Collection entries:
§
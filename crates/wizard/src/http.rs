//! [`SchedulingService`] over the public HTTP API.

use std::collections::BTreeSet;

use async_trait::async_trait;
use chrono::NaiveDate;
use coachdesk_core::{
    errors::{BookingError, BookingResult},
    models::{
        booking::{Consultation, CreatedBooking, CreatedRecord, TimeSlot},
        client::ClientProfile,
    },
    service::SchedulingService,
};
use reqwest::{Client, RequestBuilder, StatusCode};
use serde::{Deserialize, de::DeserializeOwned};
use tracing::debug;

#[derive(Debug, Deserialize)]
struct ErrorBody {
    error: String,
}

pub struct ApiClient {
    client: Client,
    base_url: String,
}

impl ApiClient {
    pub fn new(base_url: &str) -> BookingResult<Self> {
        let base_url = base_url.trim().trim_end_matches('/').to_string();
        if base_url.is_empty() {
            return Err(BookingError::Configuration("API base URL is empty".to_string()));
        }

        let client = Client::builder()
            .build()
            .map_err(|e| BookingError::Configuration(format!("Failed to build HTTP client: {}", e)))?;

        Ok(Self { client, base_url })
    }

    pub fn base_url(&self) -> &str {
        &self.base_url
    }

    fn url(&self, path: &str) -> String {
        format!("{}{}", self.base_url, path)
    }

    async fn send<T: DeserializeOwned>(&self, request: RequestBuilder) -> BookingResult<T> {
        let response = request
            .send()
            .await
            .map_err(|e| BookingError::Unavailable(e.to_string()))?;

        let status = response.status();
        if status.is_success() {
            return response
                .json()
                .await
                .map_err(|e| BookingError::Database(eyre::eyre!("Unreadable API response: {}", e)));
        }

        let message = response
            .json::<ErrorBody>()
            .await
            .map(|body| body.error)
            .unwrap_or_else(|_| status.to_string());
        debug!(status = status.as_u16(), "API call failed: {}", message);

        Err(match status {
            StatusCode::BAD_REQUEST => BookingError::Validation(message),
            StatusCode::NOT_FOUND => BookingError::NotFound(message),
            StatusCode::SERVICE_UNAVAILABLE
            | StatusCode::TOO_MANY_REQUESTS
            | StatusCode::REQUEST_TIMEOUT => BookingError::Unavailable(message),
            _ => BookingError::Database(eyre::eyre!("HTTP {}: {}", status.as_u16(), message)),
        })
    }
}

#[async_trait]
impl SchedulingService for ApiClient {
    async fn available_slots(&self, date: NaiveDate) -> BookingResult<Vec<TimeSlot>> {
        let request = self
            .client
            .get(self.url("/api/availability"))
            .query(&[("date", date.format("%Y-%m-%d").to_string())]);
        self.send(request).await
    }

    async fn fully_booked_dates(&self, year: i32, month: u32) -> BookingResult<BTreeSet<NaiveDate>> {
        let request = self
            .client
            .get(self.url("/api/booked-dates"))
            .query(&[("year", year.to_string()), ("month", month.to_string())]);
        self.send(request).await
    }

    async fn create_reservation(&self, consultation: &Consultation) -> BookingResult<CreatedBooking> {
        let request = self.client.post(self.url("/api/bookings")).json(consultation);
        self.send(request).await
    }

    async fn create_client(&self, profile: &ClientProfile) -> BookingResult<CreatedRecord> {
        let request = self.client.post(self.url("/api/clients")).json(profile);
        self.send(request).await
    }
}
§
* _The problem_:
Every record, copied exactly, is the expected answer.

* _Solution for this task_:
filename crates/wizard/src/http.rs
//! [`SchedulingService`] over the public HTTP API.

use std::collections::BTreeSet;

use async_trait::async_trait;
use chrono::NaiveDate;
use coachdesk_core::{
    errors::{BookingError, BookingResult},
    models::{
        booking::{Consultation, CreatedBooking, CreatedRecord, TimeSlot},
        client::ClientProfile,
    },
    service::SchedulingService,
};
use reqwest::{Client, RequestBuilder, StatusCode};
use serde::{Deserialize, de::DeserializeOwned};
use tracing::debug;

#[derive(Debug, Deserialize)]
struct ErrorBody {
    error: String,
}

pub struct ApiClient {
    client: Client,
    base_url: String,
}

impl ApiClient {
    pub fn new(base_url: &str) -> BookingResult<Self> {
        let base_url = base_url.trim().trim_end_matches('/').to_string();
        if base_url.is_empty() {
            return Err(BookingError::Configuration("API base URL is empty".to_string()));
        }

        let client = Client::builder()
            .build()
            .map_err(|e| BookingError::Configuration(format!("Failed to build HTTP client: {}", e)))?;

        Ok(Self { client, base_url })
    }

    pub fn base_url(&self) -> &str {
        &self.base_url
    }

    fn url(&self, path: &str) -> String {
        format!("{}{}", self.base_url, path)
    }

    async fn send<T: DeserializeOwned>(&self, request: RequestBuilder) -> BookingResult<T> {
        let response = request
            .send()
            .await
            .map_err(|e| BookingError::Unavailable(e.to_string()))?;

        let status = response.status();
        if status.is_success() {
            return response
                .json()
                .await
                .map_err(|e| BookingError::Database(eyre::eyre!("Unreadable API response: {}", e)));
        }

        let message = response
            .json::<ErrorBody>()
            .await
            .map(|body| body.error)
            .unwrap_or_else(|_| status.to_string());
        debug!(status = status.as_u16(), "API call failed: {}", message);

        Err(match status {
            StatusCode::BAD_REQUEST => BookingError::Validation(message),
            StatusCode::NOT_FOUND => BookingError::NotFound(message),
            StatusCode::SERVICE_UNAVAILABLE
            | StatusCode::TOO_MANY_REQUESTS
            | StatusCode::REQUEST_TIMEOUT => BookingError::Unavailable(message),
            _ => BookingError::Database(eyre::eyre!("HTTP {}: {}", status.as_u16(), message)),
        })
    }
}

#[async_trait]
impl SchedulingService for ApiClient {
    async fn available_slots(&self, date: NaiveDate) -> BookingResult<Vec<TimeSlot>> {
        let request = self
            .client
            .get(self.url("/api/availability"))
            .query(&[("date", date.format("%Y-%m-%d").to_string())]);
        self.send(request).await
    }

    async fn fully_booked_dates(&self, year: i32, month: u32) -> BookingResult<BTreeSet<NaiveDate>> {
        let request = self
            .client
            .get(self.url("/api/booked-dates"))
            .query(&[("year", year.to_string()), ("month", month.to_string())]);
        self.send(request).await
    }

    async fn create_reservation(&self, consultation: &Consultation) -> BookingResult<CreatedBooking> {
        let request = self.client.post(self.url("/api/bookings")).json(consultation);
        self.send(request).await
    }

    async fn create_client(&self, profile: &ClientProfile) -> BookingResult<CreatedRecord> {
        let request = self.client.post(self.url("/api/clients")).json(profile);
        self.send(request).await
    }
}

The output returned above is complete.